Third, India’s social cleavages of caste and gender persist and mirror in state failures. Any public good provision that requires upending local social norms of caste and gender by citizens, struggles to deliver on the social justice ambitions of the policies. For example, Swacch Bharat Abhiyan might have succeeded in building 100 million toilets but it has struggled to disrupt cultural norms of open defecation and manual scavenging. While more girls are in school and receive material benefits like bicycles and scholarships, our gender indices like sex ratio, female labor force participation and crimes against women have failed to improve significantly.
All of these explanations resonate with our everyday experiences at Indus Action of enabling access to legislated rights for the most vulnerable citizens. In our campaigns, vulnerable citizens struggle for basic documents like income and employment certificates to claim their entitlements, often spending 10% of value of the entitlements or their monthly incomes in securing these eligibility documents through middlemen. Frontline civil servants in most local government offices are understaffed to redress grievances in a timely and effective manner. Correction queues for maternity entitlements for INR 2000 run up to millions across States (0.5 million in Uttar Pradesh as of date) in India. Identity barriers like caste, gender and class limit agency in terms of public awareness and demand of entitlements like education, health and social security. For example, Under the Building and Other Construction Workers Act 1996, a cess of close to INR 40,000 Cr has been collected over the last 24 years. More than INR 31,000 Cr still remain unutilized for workers benefits across the country and migrant workers struggle to collectively bargain for these rightful entitlements.
As we can see, there is no single monolith or messiah to blame here for our structural failures. We, the people, are all part and responsible for this status quo. We need to translate the delivery of even microeconomic outcomes into “mission mode”, bringing together resources of State (sarkaar)- Civil society(samaaj)- Markets(bazaar) to solve these structural barriers to making citizen services world class. As individual citizens and organizations, we must bring our critical minds to trace the journey of our tax contributions to public goods like learning and health outcomes. We must put demand-side pressure in our wards and panchayats for setting up frontline workers for success. We must mobilize private resources to augment and improve motivation and managerial capabilities of the last mile State.
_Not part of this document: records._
//! Ordered item CRUD operations and position rewrites.
//!
//! Positions are unique per collection (`UNIQUE (studio_slug, kind,
//! position)`), so every bulk rewrite first parks the affected rows on
//! distinct negative positions and then writes the final values.

use std::collections::HashSet;

use jiff::Timestamp;
use rusqlite::{params, types::Type, OptionalExtension};

use super::studio_queries::TOUCH_STUDIO_SQL;
use crate::{
    error::{DatabaseResultExt, Result, StudioError},
    models::{CollectionId, CollectionKind, ItemPayload, OrderedItem, PositionUpdate},
};

const GET_NEXT_POSITION_SQL: &str =
    "SELECT COALESCE(MAX(position), -1) + 1 FROM items WHERE studio_slug = ?1 AND kind = ?2";
const INSERT_ITEM_SQL: &str = "INSERT INTO items (studio_slug, kind, position, payload, created_at, updated_at) VALUES (?1, ?2, ?3, ?4, ?5, ?6)";
const SELECT_ITEMS_SQL: &str = "SELECT seq, kind, position, payload, created_at, updated_at FROM items WHERE studio_slug = ?1 AND kind = ?2 ORDER BY position";
const SELECT_ITEM_SQL: &str = "SELECT seq, kind, position, payload, created_at, updated_at FROM items WHERE seq = ?1 AND studio_slug = ?2 AND kind = ?3";
const SELECT_ITEM_SEQS_SQL: &str = "SELECT seq FROM items WHERE studio_slug = ?1 AND kind = ?2";
const SELECT_ITEM_POSITION_SQL: &str =
    "SELECT position FROM items WHERE seq = ?1 AND studio_slug = ?2 AND kind = ?3";
const UPDATE_ITEM_PAYLOAD_SQL: &str = "UPDATE items SET payload = ?1, updated_at = ?2 WHERE seq = ?3 AND studio_slug = ?4 AND kind = ?5";
const PARK_ALL_POSITIONS_SQL: &str =
    "UPDATE items SET position = -1 - position WHERE studio_slug = ?1 AND kind = ?2";
const UPDATE_ITEM_POSITION_SQL: &str = "UPDATE items SET position = ?1 WHERE seq = ?2";
const DELETE_ITEM_SQL: &str = "DELETE FROM items WHERE seq = ?1";
const PARK_TRAILING_POSITIONS_SQL: &str =
    "UPDATE items SET position = -position WHERE studio_slug = ?1 AND kind = ?2 AND position > ?3";
const CLOSE_POSITION_GAP_SQL: &str = "UPDATE items SET position = -position - 1 WHERE studio_slug = ?1 AND kind = ?2 AND position < 0";

/// Formats the public id of an item row.
fn item_id(kind: CollectionKind, seq: i64) -> String {
    format!("{}_{seq}", kind.id_prefix())
}

/// Extracts the row sequence from a public id of the collection's kind.
fn parse_item_id(collection: &CollectionId, id: &str) -> Option<i64> {
    let (prefix, seq) = id.split_once('_')?;
    if prefix != collection.kind.id_prefix() {
        return None;
    }
    seq.parse().ok()
}

fn item_not_found(id: &str) -> StudioError {
    StudioError::ItemNotFound { id: id.to_string() }
}

impl super::Database {
    /// Helper function to construct an OrderedItem from a database row
    fn build_item_from_row(row: &rusqlite::Row) -> rusqlite::Result<OrderedItem> {
        let seq: i64 = row.get(0)?;
        let kind_str: String = row.get(1)?;
        let kind: CollectionKind = kind_str.parse().map_err(|_| {
            rusqlite::Error::FromSqlConversionFailure(
                1,
                Type::Text,
                format!("Invalid collection kind: {kind_str}").into(),
            )
        })?;
        let payload: ItemPayload = serde_json::from_str(&row.get::<_, String>(3)?)
            .map_err(|e| rusqlite::Error::FromSqlConversionFailure(3, Type::Text, Box::new(e)))?;

        Ok(OrderedItem {
            id: item_id(kind, seq),
            position: row.get::<_, i64>(2)? as u32,
            payload,
            created_at: row.get::<_, String>(4)?.parse::<Timestamp>().map_err(|e| {
                rusqlite::Error::FromSqlConversionFailure(4, Type::Text, Box::new(e))
            })?,
            updated_at: row.get::<_, String>(5)?.parse::<Timestamp>().map_err(|e| {
                rusqlite::Error::FromSqlConversionFailure(5, Type::Text, Box::new(e))
            })?,
        })
    }

    fn ensure_studio(conn: &rusqlite::Connection, collection: &CollectionId) -> Result<()> {
        if Self::studio_exists(conn, &collection.studio)? {
            Ok(())
        } else {
            Err(StudioError::StudioNotFound {
                slug: collection.studio.clone(),
            })
        }
    }

    /// Retrieves every item of a collection in position order.
    pub fn get_items(&self, collection: &CollectionId) -> Result<Vec<OrderedItem>> {
        Self::ensure_studio(&self.connection, collection)?;

        let mut stmt = self
            .connection
            .prepare(SELECT_ITEMS_SQL)
            .db_context("Failed to prepare query")?;

        let items = stmt
            .query_map(
                params![&collection.studio, collection.kind.as_str()],
                Self::build_item_from_row,
            )
            .db_context("Failed to query items")?
            .collect::<std::result::Result<Vec<_>, _>>()
            .db_context("Failed to fetch items")?;

        Ok(items)
    }

    /// Retrieves a single item of a collection.
    pub fn get_item(&self, collection: &CollectionId, id: &str) -> Result<Option<OrderedItem>> {
        let Some(seq) = parse_item_id(collection, id) else {
            return Ok(None);
        };

        self.connection
            .query_row(
                SELECT_ITEM_SQL,
                params![seq, &collection.studio, collection.kind.as_str()],
                Self::build_item_from_row,
            )
            .optional()
            .db_context("Failed to get item")
    }

    /// Appends a new item at the end of a collection (`position = len`).
    pub fn add_item(
        &mut self,
        collection: &CollectionId,
        payload: &ItemPayload,
    ) -> Result<OrderedItem> {
        payload.validate_for(collection.kind)?;
        let payload_json = serde_json::to_string(payload)?;

        let tx = self
            .connection
            .transaction()
            .db_context("Failed to begin transaction")?;

        Self::ensure_studio(&tx, collection)?;

        let next_position: i64 = tx
            .query_row(
                GET_NEXT_POSITION_SQL,
                params![&collection.studio, collection.kind.as_str()],
                |row| row.get(0),
            )
            .db_context("Failed to get next item position")?;

        let now = Timestamp::now();
        let now_str = now.to_string();

        tx.execute(
            INSERT_ITEM_SQL,
            params![
                &collection.studio,
                collection.kind.as_str(),
                next_position,
                &payload_json,
                &now_str,
                &now_str
            ],
        )
        .db_context("Failed to insert item")?;

        let seq = tx.last_insert_rowid();

        tx.execute(TOUCH_STUDIO_SQL, params![&now_str, &collection.studio])
            .db_context("Failed to update studio timestamp")?;

        tx.commit().db_context("Failed to commit transaction")?;

        Ok(OrderedItem {
            id: item_id(collection.kind, seq),
            position: next_position as u32,
            payload: payload.clone(),
            created_at: now,
            updated_at: now,
        })
    }

    /// Replaces an item's payload, leaving its position untouched.
    pub fn update_item(
        &mut self,
        collection: &CollectionId,
        id: &str,
        payload: &ItemPayload,
    ) -> Result<OrderedItem> {
        payload.validate_for(collection.kind)?;
        let seq = parse_item_id(collection, id).ok_or_else(|| item_not_found(id))?;
        let payload_json = serde_json::to_string(payload)?;

        let tx = self
            .connection
            .transaction()
            .db_context("Failed to begin transaction")?;

        let now_str = Timestamp::now().to_string();
        let changed = tx
            .execute(
                UPDATE_ITEM_PAYLOAD_SQL,
                params![
                    &payload_json,
                    &now_str,
                    seq,
                    &collection.studio,
                    collection.kind.as_str()
                ],
            )
            .db_context("Failed to update item")?;
        if changed == 0 {
            return Err(item_not_found(id));
        }

        let item = tx
            .query_row(
                SELECT_ITEM_SQL,
                params![seq, &collection.studio, collection.kind.as_str()],
                Self::build_item_from_row,
            )
            .db_context("Failed to query updated item")?;

        tx.execute(TOUCH_STUDIO_SQL, params![&now_str, &collection.studio])
            .db_context("Failed to update studio timestamp")?;

        tx.commit().db_context("Failed to commit transaction")?;

        Ok(item)
    }

    /// Removes an item and closes the gap it leaves behind.
    pub fn remove_item(&mut self, collection: &CollectionId, id: &str) -> Result<()> {
        let seq = parse_item_id(collection, id).ok_or_else(|| item_not_found(id))?;

        let tx = self
            .connection
            .transaction()
            .db_context("Failed to begin transaction")?;

        let position: i64 = tx
            .query_row(
                SELECT_ITEM_POSITION_SQL,
                params![seq, &collection.studio, collection.kind.as_str()],
                |row| row.get(0),
            )
            .optional()
            .db_context("Failed to query item")?
            .ok_or_else(|| item_not_found(id))?;

        tx.execute(DELETE_ITEM_SQL, params![seq])
            .db_context("Failed to delete item")?;

        let now_str = Timestamp::now().to_string();
        tx.execute(
            PARK_TRAILING_POSITIONS_SQL,
            params![&collection.studio, collection.kind.as_str(), position],
        )
        .db_context("Failed to park trailing positions")?;
        tx.execute(
            CLOSE_POSITION_GAP_SQL,
            params![&collection.studio, collection.kind.as_str()],
        )
        .db_context("Failed to close position gap")?;

        tx.execute(TOUCH_STUDIO_SQL, params![&now_str, &collection.studio])
            .db_context("Failed to update studio timestamp")?;

        tx.commit().db_context("Failed to commit transaction")?;

        Ok(())
    }

    /// Atomically rewrites every position of a collection.
    ///
    /// `positions` must name every item of the collection exactly once and
    /// assign the dense range `0..N`. Anything else is rejected before a
    /// single row is written.
    pub fn reorder_items(
        &mut self,
        collection: &CollectionId,
        positions: &[PositionUpdate],
    ) -> Result<()> {
        let tx = self
            .connection
            .transaction()
            .db_context("Failed to begin transaction")?;

        Self::ensure_studio(&tx, collection)?;

        let stored: HashSet<i64> = {
            let mut stmt = tx
                .prepare(SELECT_ITEM_SEQS_SQL)
                .db_context("Failed to prepare query")?;
            // Bound to a local so the statement outlives the row iterator
            let seqs = stmt
                .query_map(
                    params![&collection.studio, collection.kind.as_str()],
                    |row| row.get(0),
                )
                .db_context("Failed to query items")?
                .collect::<std::result::Result<HashSet<i64>, _>>()
                .db_context("Failed to fetch items")?;
            seqs
        };

        let targets = validate_positions(collection, &stored, positions)?;

        let now_str = Timestamp::now().to_string();

        tx.execute(
            PARK_ALL_POSITIONS_SQL,
            params![&collection.studio, collection.kind.as_str()],
        )
        .db_context("Failed to park item positions")?;

        for (seq, position) in targets {
            tx.execute(UPDATE_ITEM_POSITION_SQL, params![position as i64, seq])
                .db_context("Failed to update item position")?;
        }

        tx.execute(TOUCH_STUDIO_SQL, params![&now_str, &collection.studio])
            .db_context("Failed to update studio timestamp")?;

        tx.commit().db_context("Failed to commit transaction")?;

        Ok(())
    }
}

/// Checks that `positions` is a dense permutation over exactly the stored
/// rows and returns `(seq, position)` pairs to write.
fn validate_positions(
    collection: &CollectionId,
    stored: &HashSet<i64>,
    positions: &[PositionUpdate],
) -> Result<Vec<(i64, u32)>> {
    if positions.len() != stored.len() {
        return Err(StudioError::invalid_input(
            "positions",
            format!(
                "expected {} entries for {collection}, got {}",
                stored.len(),
                positions.len()
            ),
        ));
    }

    let mut seen_seqs = HashSet::with_capacity(positions.len());
    let mut seen_positions = HashSet::with_capacity(positions.len());
    let mut targets = Vec::with_capacity(positions.len());

    for update in positions {
        let seq = parse_item_id(collection, &update.id)
            .filter(|seq| stored.contains(seq))
            .ok_or_else(|| {
                StudioError::invalid_input(
                    "positions",
                    format!("'{}' is not an item of {collection}", update.id),
                )
            })?;
        if !seen_seqs.insert(seq) {
            return Err(StudioError::invalid_input(
                "positions",
                format!("'{}' appears more than once", update.id),
            ));
        }
        if update.position as usize >= positions.len() || !seen_positions.insert(update.position)
        {
            return Err(StudioError::invalid_input(
                "positions",
                format!(
                    "position {} is duplicated or outside 0..{}",
                    update.position,
                    positions.len()
                ),
            ));
        }
        targets.push((seq, update.position));
    }

    Ok(targets)
}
Finally, we need to open up more spaces for authentic healing conversations on our social fault lines like caste, gender and religion. If we can learn something from the US elections, we need to address these social inequities before they polarise and breakdown the public sphere.
*Pritchett (2009) describes Indian State as ‘flailing’, a strong head in terms of laws on paper but a weak body in terms of implementation capacity that is not in sync with it’s policy aspirations.